Coastal’s pediatric offices are open seven days a week, and on July 1, the company plans to open an adult Sunday and holiday clinic to improve patient access. Nurse care managers and pharmacists work in every Coastal office, and patients can see their medical records electronically.

Another witness, Marcia James, director of network relations and provider engagement for the insurer Humana, said an initiative with primary care providers designed to encourage quality produced a 2 percent improvement in colorectal cancer screenings and a 4 percent increase in lung function testing during the first nine months in 2011.

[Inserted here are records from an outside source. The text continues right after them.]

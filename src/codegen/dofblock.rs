use crate::codegen::{Backend, IntegralGenerator};
use crate::error::CodegenError;
use crate::ir::{Partition, TableType};

impl<'a, B: Backend> IntegralGenerator<'a, B> {
    /// Generates the accumulation of the contributions of a partition into the element tensor.
    ///
    /// Every contribution becomes an update `A[flat_index] += factor * tables` nested in one
    /// loop per tensor axis over the dof range of its block. Axes of quadrature tables are
    /// indexed by the quadrature loop counter and get no loop of their own.
    pub(super) fn generate_dofblock_partition(
        &mut self,
        num_points: usize,
        partition: Partition,
    ) -> Result<Vec<B::Stmt>, CodegenError> {
        let lang = self.backend;
        let expr_ir = self.expr_ir(num_points)?;
        let tensor = lang.element_tensor();
        let tensor_shape = &self.ir.tensor_shape;

        let mut blocks: Vec<_> = expr_ir.block_contributions.get(partition).iter().collect();
        blocks.sort_by(|(a, _), (b, _)| a.cmp(b));

        let mut parts = Vec::new();
        for (dofblock, contributions) in blocks {
            for contribution in contributions {
                let rank = contribution.table_ranges.len();
                if dofblock.len() != rank || contribution.argument_indices.len() != rank || tensor_shape.len() != rank
                {
                    return Err(CodegenError::MalformedIr(format!(
                        "contribution to block {dofblock:?} does not match the rank {} of the element tensor",
                        tensor_shape.len()
                    )));
                }

                let mut factors = Vec::new();
                if !expr_ir.graph.is_literal_one(contribution.factor) {
                    let factor = self
                        .accesses
                        .get(&contribution.factor)
                        .cloned()
                        .ok_or_else(|| {
                            CodegenError::MalformedIr(format!(
                                "factor {} is not computed before it is used",
                                contribution.factor
                            ))
                        })?;
                    factors.push(factor);
                }

                let indices: Vec<_> = contribution
                    .table_ranges
                    .iter()
                    .enumerate()
                    .map(|(axis, range)| match range.table_type {
                        TableType::Quadrature => lang.quadrature_loop_index(num_points),
                        _ => lang.argument_loop_index(axis),
                    })
                    .collect();

                for (axis, (range, &argument)) in contribution
                    .table_ranges
                    .iter()
                    .zip(&contribution.argument_indices)
                    .enumerate()
                {
                    // Arguments are read at `ia - begin` of their table, so the loop over the
                    // block must cover exactly the table range
                    let (begin, end) = dofblock[axis];
                    let reads_table = !matches!(range.table_type, TableType::Quadrature | TableType::Ones);
                    if reads_table && (range.begin, range.end) != (begin, end) {
                        return Err(CodegenError::MalformedIr(format!(
                            "axis {axis} of block {dofblock:?} does not match the range {}..{} of table {}",
                            range.begin, range.end, range.table
                        )));
                    }

                    match range.table_type {
                        TableType::Zeros => {
                            return Err(CodegenError::MalformedIr(format!(
                                "contribution to block {dofblock:?} uses the zero table {}",
                                range.table
                            )))
                        }
                        TableType::Quadrature | TableType::Ones => {}
                        _ => {
                            let modified_argument = expr_ir.modified_arguments.get(argument).ok_or_else(|| {
                                CodegenError::MalformedIr(format!("no modified argument with index {argument}"))
                            })?;
                            factors.push(lang.terminal_access(modified_argument, Some(range), num_points)?);
                        }
                    }
                }

                let term = if factors.is_empty() {
                    lang.literal_float(1.0)
                } else {
                    lang.product(factors)
                };
                let flat_index = lang.flattened_indices(&indices, tensor_shape);
                let mut body = lang.assign_add(lang.array_access(tensor.clone(), vec![flat_index]), term);

                for axis in (0..rank).rev() {
                    if contribution.table_ranges[axis].table_type != TableType::Quadrature {
                        let (begin, end) = dofblock[axis];
                        body = lang.for_range(indices[axis].clone(), begin, end, vec![body]);
                    }
                }
                parts.push(body);
            }
        }
        Ok(parts)
    }
}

A partnership with Norton Healthcare System, a Louisville, Ky.-based not-for-profit system that includes hospitals, clinics and physician practices, has produced a 9.1 percent decrease  in unnecessary antibiotic treatment for adults with bronchitis;  a 6.1 percent improvement for diabetic testing and an 8.6 percent improvement of cholesterol management in diabetics, among other successes. A patient-centered medical home project with Queen City Physicians of Cincinnati, Ohio, has produced a 34 percent decrease in emergency room visits and a 22 percent decrease in patients with uncontrolled blood pressure, James said.

Learning from the experiences of the private sector is critical to overhauling  the entire health care system, said Sen. Sheldon Whitehouse, D-R.I., who chaired the hearing.

“We have a system-wide problem on our hands, and the solution must be system-wide, too,” Whitehouse said. “We need to look for best practices across all sectors of our health care system to inform our understanding of what is working on the front lines of reform.”